Would love to hear from anyone who has sailed with me. Below are the ships and dates I sailed on with Fyffes:

Rio Cobre 01.01.69
Pacuare 07.07.69
M.V. Morant 07.01.70
M.V. Matina 04.08.70
M.V. Manzanares 19.12.73

Thanks Kev


----------



## Seaboot (Jun 18, 2015)

Hi Kev
I believe we sailed either on the Matina or Manzanares together.
Was a GP1 at the time.
Happy days but where has the time gone?
Best wishes
Roger Hargis


----------



## john v (Nov 23, 2007)

Hi Peanut we sailed on the M Boats I was galley boy Barry Harris cook.
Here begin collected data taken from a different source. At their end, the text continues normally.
//! Provenance: module fingerprints and the lifecycle event log.

pub mod eventlog;
pub mod hasher;
//! End-to-end scenarios against scripted provisioners and a fake `terraform`.

use ensayo::core::error::{Error, Result};
use ensayo::core::harness::{run_many, run_module, RunOptions};
use ensayo::core::types::{HarnessConfig, LifecycleState};
use ensayo::provenance::eventlog;
use ensayo::provision::{ConfigurationPayload, Provisioner};
use std::path::{Path, PathBuf};
use std::sync::{Arc, Mutex};

const RG_VARIABLES: &str = r#"
variable "resource_group_name" {
  type        = string
  description = "Name of the resource group"
}

variable "resource_group_location" {
  type = string
}

variable "tags_owner" {
  type    = string
  default = "platform"
}
"#;

const RG_OUTPUTS: &str = r#"
output "resource_group_id" {
  value = "declared"
}
"#;

fn write_module(dir: &Path, variables: &str, outputs: &str) {
    std::fs::create_dir_all(dir).unwrap();
    std::fs::write(dir.join("variables.tf"), variables).unwrap();
    std::fs::write(dir.join("outputs.tf"), outputs).unwrap();
    std::fs::write(dir.join("main.tf"), "resource \"azurerm_resource_group\" \"rg\" {}\n").unwrap();
}

#[derive(Debug, Clone, Default)]
struct Seen {
    calls: Vec<String>,
    payload: Option<ConfigurationPayload>,
    provider_at_apply: bool,
    dir: PathBuf,
}

/// Scripted provisioner; everything it observes lands in `seen`.
struct Scripted {
    dir: PathBuf,
    seen: Arc<Mutex<Seen>>,
    fail_apply: bool,
    output_value: String,
}

impl Provisioner for Scripted {
    fn apply_idempotent(&mut self, payload: &ConfigurationPayload) -> Result<()> {
        let mut seen = self.seen.lock().unwrap();
        seen.calls.push("apply".to_string());
        seen.payload = Some(payload.clone());
        seen.provider_at_apply = self.dir.join("provider.tf").exists();
        seen.dir = self.dir.clone();
        if self.fail_apply {
            return Err(Error::Provisioning {
                operation: "apply".to_string(),
                message: "subscription not found".to_string(),
            });
        }
        Ok(())
    }

    fn output(&mut self, name: &str) -> Result<String> {
        self.seen.lock().unwrap().calls.push(format!("output {}", name));
        Ok(self.output_value.clone())
    }

    fn destroy(&mut self) -> Result<()> {
        self.seen.lock().unwrap().calls.push("destroy".to_string());
        Ok(())
    }
}

fn opts<'a>(config: &'a HarnessConfig, state: &'a Path) -> RunOptions<'a> {
    RunOptions {
        config,
        state_dir: state,
        record: true,
    }
}

#[test]
fn scenario_a_required_inputs_synthesized_and_outputs_checked() {
    let root = tempfile::tempdir().unwrap();
    let module = root.path().join("resource_group");
    write_module(&module, RG_VARIABLES, RG_OUTPUTS);
    let state = root.path().join("state");
    let config = HarnessConfig::default();

    let seen = Arc::new(Mutex::new(Seen::default()));
    let make = |dir: &Path| Scripted {
        dir: dir.to_path_buf(),
        seen: Arc::clone(&seen),
        fail_apply: false,
        output_value: "/subscriptions/0000/resourceGroups/test-resource_group_name".to_string(),
    };
    let report = run_module(&module, &opts(&config, &state), &make).unwrap();

    assert!(report.passed);
    assert_eq!(report.reached, LifecycleState::Validated);
    assert_eq!(report.state, LifecycleState::Destroyed);
    assert_eq!(report.synthesized["resource_group_name"], "test-resource_group_name");
    assert_eq!(report.synthesized["resource_group_location"], "eastus");
    assert_eq!(report.optional["tags_owner"], "platform");

    let seen = seen.lock().unwrap();
    assert_eq!(seen.calls, vec!["apply", "output resource_group_id", "destroy"]);
    assert!(seen.provider_at_apply);
    let payload = seen.payload.as_ref().unwrap();
    assert_eq!(payload.env["TF_VAR_resource_group_name"], "test-resource_group_name");
    assert_eq!(payload.env["TF_VAR_resource_group_location"], "eastus");
    assert_eq!(payload.vars["tags_owner"], "platform");
    assert!(!payload.env.contains_key("TF_VAR_tags_owner"));

    // The isolated copy is gone and the source never had a provider file.
    assert!(!seen.dir.exists());
    assert!(!module.join("provider.tf").exists());

    let events = eventlog::read_events(&state, &report.module_key).unwrap();
    assert!(events.len() >= 6);
}

#[test]
fn scenario_a_empty_output_still_destroyed() {
    let root = tempfile::tempdir().unwrap();
    let module = root.path().join("rg");
    write_module(&module, RG_VARIABLES, RG_OUTPUTS);
    let config = HarnessConfig::default();

    let seen = Arc::new(Mutex::new(Seen::default()));
    let make = |dir: &Path| Scripted {
        dir: dir.to_path_buf(),
        seen: Arc::clone(&seen),
        fail_apply: false,
        output_value: String::new(),
    };
    let report = run_module(&module, &opts(&config, &root.path().join("state")), &make).unwrap();

    assert!(!report.passed);
    assert!(report
        .failure
        .as_deref()
        .unwrap()
        .contains("output 'resource_group_id' should not be empty"));
    assert_eq!(seen.lock().unwrap().calls.last().map(String::as_str), Some("destroy"));
}

#[test]
fn scenario_b_two_labels_rejected_without_side_effects() {
    let root = tempfile::tempdir().unwrap();
    let module = root.path().join("bad");
    write_module(
        &module,
        "variable \"resource_group_name\" \"extra\" {\n  type = string\n}\n",
        RG_OUTPUTS,
    );
    let state = root.path().join("state");
    let config = HarnessConfig {
        isolate: false,
        ..HarnessConfig::default()
    };

    let seen = Arc::new(Mutex::new(Seen::default()));
    let make = |dir: &Path| Scripted {
        dir: dir.to_path_buf(),
        seen: Arc::clone(&seen),
        fail_apply: false,
        output_value: "x".to_string(),
    };
    let err = run_module(&module, &opts(&config, &state), &make).unwrap_err();

    assert!(matches!(err, Error::MalformedDeclaration { .. }));
    assert!(seen.lock().unwrap().calls.is_empty());
    assert!(!module.join("provider.tf").exists());
    assert!(!state.exists());
}

#[test]
fn scenario_c_apply_failure_destroys_once() {
    let root = tempfile::tempdir().unwrap();
    let module = root.path().join("rg");
    write_module(&module, RG_VARIABLES, RG_OUTPUTS);
    let config = HarnessConfig::default();

    let seen = Arc::new(Mutex::new(Seen::default()));
    let make = |dir: &Path| Scripted {
        dir: dir.to_path_buf(),
        seen: Arc::clone(&seen),
        fail_apply: true,
        output_value: "x".to_string(),
    };
    let report = run_module(&module, &opts(&config, &root.path().join("state")), &make).unwrap();

    assert!(!report.passed);
    assert_eq!(report.state, LifecycleState::Failed);
    assert_eq!(report.reached, LifecycleState::InputsPrepared);
    assert!(report.failure.as_deref().unwrap().contains("subscription not found"));
    let seen = seen.lock().unwrap();
    assert_eq!(seen.calls, vec!["apply", "destroy"]);
}

#[test]
fn parallel_invocations_are_isolated() {
    let root = tempfile::tempdir().unwrap();
    let a = root.path().join("network");
    let b = root.path().join("storage");
    write_module(&a, "variable \"vnet_name\" {}\nvariable \"location\" {}\n", "output \"vnet_id\" {\n  value = \"v\"\n}\n");
    write_module(&b, "variable \"account_name\" {}\n", "output \"account_id\" {\n  value = \"a\"\n}\n");
    let config = HarnessConfig::default();
    let state = root.path().join("state");

    // One log per module directory, keyed by the variable it declares.
    let seen_a = Arc::new(Mutex::new(Seen::default()));
    let seen_b = Arc::new(Mutex::new(Seen::default()));
    let make = |dir: &Path| {
        let vars = std::fs::read_to_string(dir.join("variables.tf")).unwrap();
        let seen = if vars.contains("vnet_name") { &seen_a } else { &seen_b };
        Scripted {
            dir: dir.to_path_buf(),
            seen: Arc::clone(seen),
            fail_apply: false,
            output_value: "ok".to_string(),
        }
    };

    let outcomes = run_many(&[a.clone(), b.clone()], &opts(&config, &state), 2, &make).unwrap();
    assert!(outcomes.iter().all(|o| o.passed()));

    let sa = seen_a.lock().unwrap();
    let sb = seen_b.lock().unwrap();
    assert_ne!(sa.dir, sb.dir);
    assert_ne!(sa.dir, a);
    assert_ne!(sb.dir, b);
    assert!(sa.provider_at_apply && sb.provider_at_apply);

    let pa = sa.payload.as_ref().unwrap();
    let pb = sb.payload.as_ref().unwrap();
    assert_eq!(pa.env.len(), 2);
    assert_eq!(pa.env["TF_VAR_location"], "eastus");
    assert_eq!(pb.env.len(), 1);
    assert_eq!(pb.env["TF_VAR_account_name"], "test-account_name");
    assert!(!pb.env.contains_key("TF_VAR_vnet_name"));

    assert!(!a.join("provider.tf").exists());
    assert!(!b.join("provider.tf").exists());
    assert_ne!(outcomes[0].result.as_ref().unwrap().module_key, outcomes[1].result.as_ref().unwrap().module_key);
}

#[cfg(unix)]
mod fake_terraform {
    use super::*;
    use ensayo::provision::terraform::TerraformProvisioner;
    use std::os::unix::fs::PermissionsExt;

    /// Logs each call with the inputs it saw, into a file next to itself.
    const SCRIPT: &str = r#"#!/bin/sh
log="$(dirname "$0")/calls.log"
echo "$1 cwd=$(basename "$PWD") provider=$(test -f provider.tf && echo yes || echo no) rg=$TF_VAR_resource_group_name loc=$TF_VAR_resource_group_location args=$*" >> "$log"
case "$1" in
  init|apply|destroy) exit 0 ;;
  plan) exit 0 ;;
  output) printf '"/subscriptions/0000/resourceGroups/%s"\n' "$TF_VAR_resource_group_name" ;;
  *) exit 1 ;;
esac
"#;

    #[test]
    fn full_lifecycle_through_terraform_cli() {
        let root = tempfile::tempdir().unwrap();
        let bin_dir = root.path().join("bin");
        std::fs::create_dir_all(&bin_dir).unwrap();
        let bin = bin_dir.join("terraform");
        std::fs::write(&bin, SCRIPT).unwrap();
        std::fs::set_permissions(&bin, std::fs::Permissions::from_mode(0o755)).unwrap();

        let module = root.path().join("rg");
        write_module(&module, RG_VARIABLES, RG_OUTPUTS);
        let mut config = HarnessConfig::default();
        config.provisioner.binary = bin.to_string_lossy().to_string();
        let state = root.path().join("state");

        let binary = config.provisioner.binary.clone();
        let make = move |dir: &Path| TerraformProvisioner::new(binary.clone(), dir);
        let report = run_module(&module, &opts(&config, &state), &make).unwrap();

        assert!(report.passed, "{:?}", report.failure);
        assert_eq!(report.state, LifecycleState::Destroyed);
        assert_eq!(
            report.outputs["resource_group_id"],
            "/subscriptions/0000/resourceGroups/test-resource_group_name"
        );

        let log = std::fs::read_to_string(bin_dir.join("calls.log")).unwrap();
        let lines: Vec<&str> = log.lines().collect();
        let verbs: Vec<&str> = lines.iter().map(|l| l.split(' ').next().unwrap()).collect();
        assert_eq!(verbs, vec!["init", "apply", "plan", "output", "destroy"]);
        for line in &lines {
            assert!(line.contains("provider=yes"), "{}", line);
            assert!(line.contains("rg=test-resource_group_name"), "{}", line);
            assert!(line.contains("loc=eastus"), "{}", line);
        }
        assert!(lines[1].contains("-var tags_owner=platform"));
        assert!(lines[4].contains("-var tags_owner=platform"));
        assert!(!module.join("provider.tf").exists());
    }
}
I remember you getting a message from your folks after leaving Kobe saying you had a visitor come to stay with them. I still keep in touch with another steward John McGuire. Good to see your post do you still live Poole, I am up on Orkney.
John Vincent


----------



## R815614 (Aug 2, 2008)

john v said:


> Hi Peanut we sailed on the M Boats I was galley boy Barry Harris cook. I remember you getting a message from your folks after leaving Kobe saying you had a visitor come to stay with them. I still keep in touch with another steward John McGuire. Good to see your post do you still live Poole, I am up on Orkney.
> John Vincent


hi john I think I sailed with you,peanuts and john on M boats.either as a steward or chief steward. eddied king.


----------



## john v (Nov 23, 2007)

Hi Eddie I had a chat with John McGuire the other day he remembers you well, good times shame we can't turn the clock back. At least we lived it!


----------



## R815614 (Aug 2, 2008)

john v said:


> Hi Eddie I had a chat with John McGuire the other day he remembers you well, good times shame we can't turn the clock back. At least we lived it!


hello john,time does fly,sailed with john and kevin on various fyffes ships.left the sea in 83,got married ,and daughter just got married,am now retired.but I did have a good time when io was at sea.eddie.


----------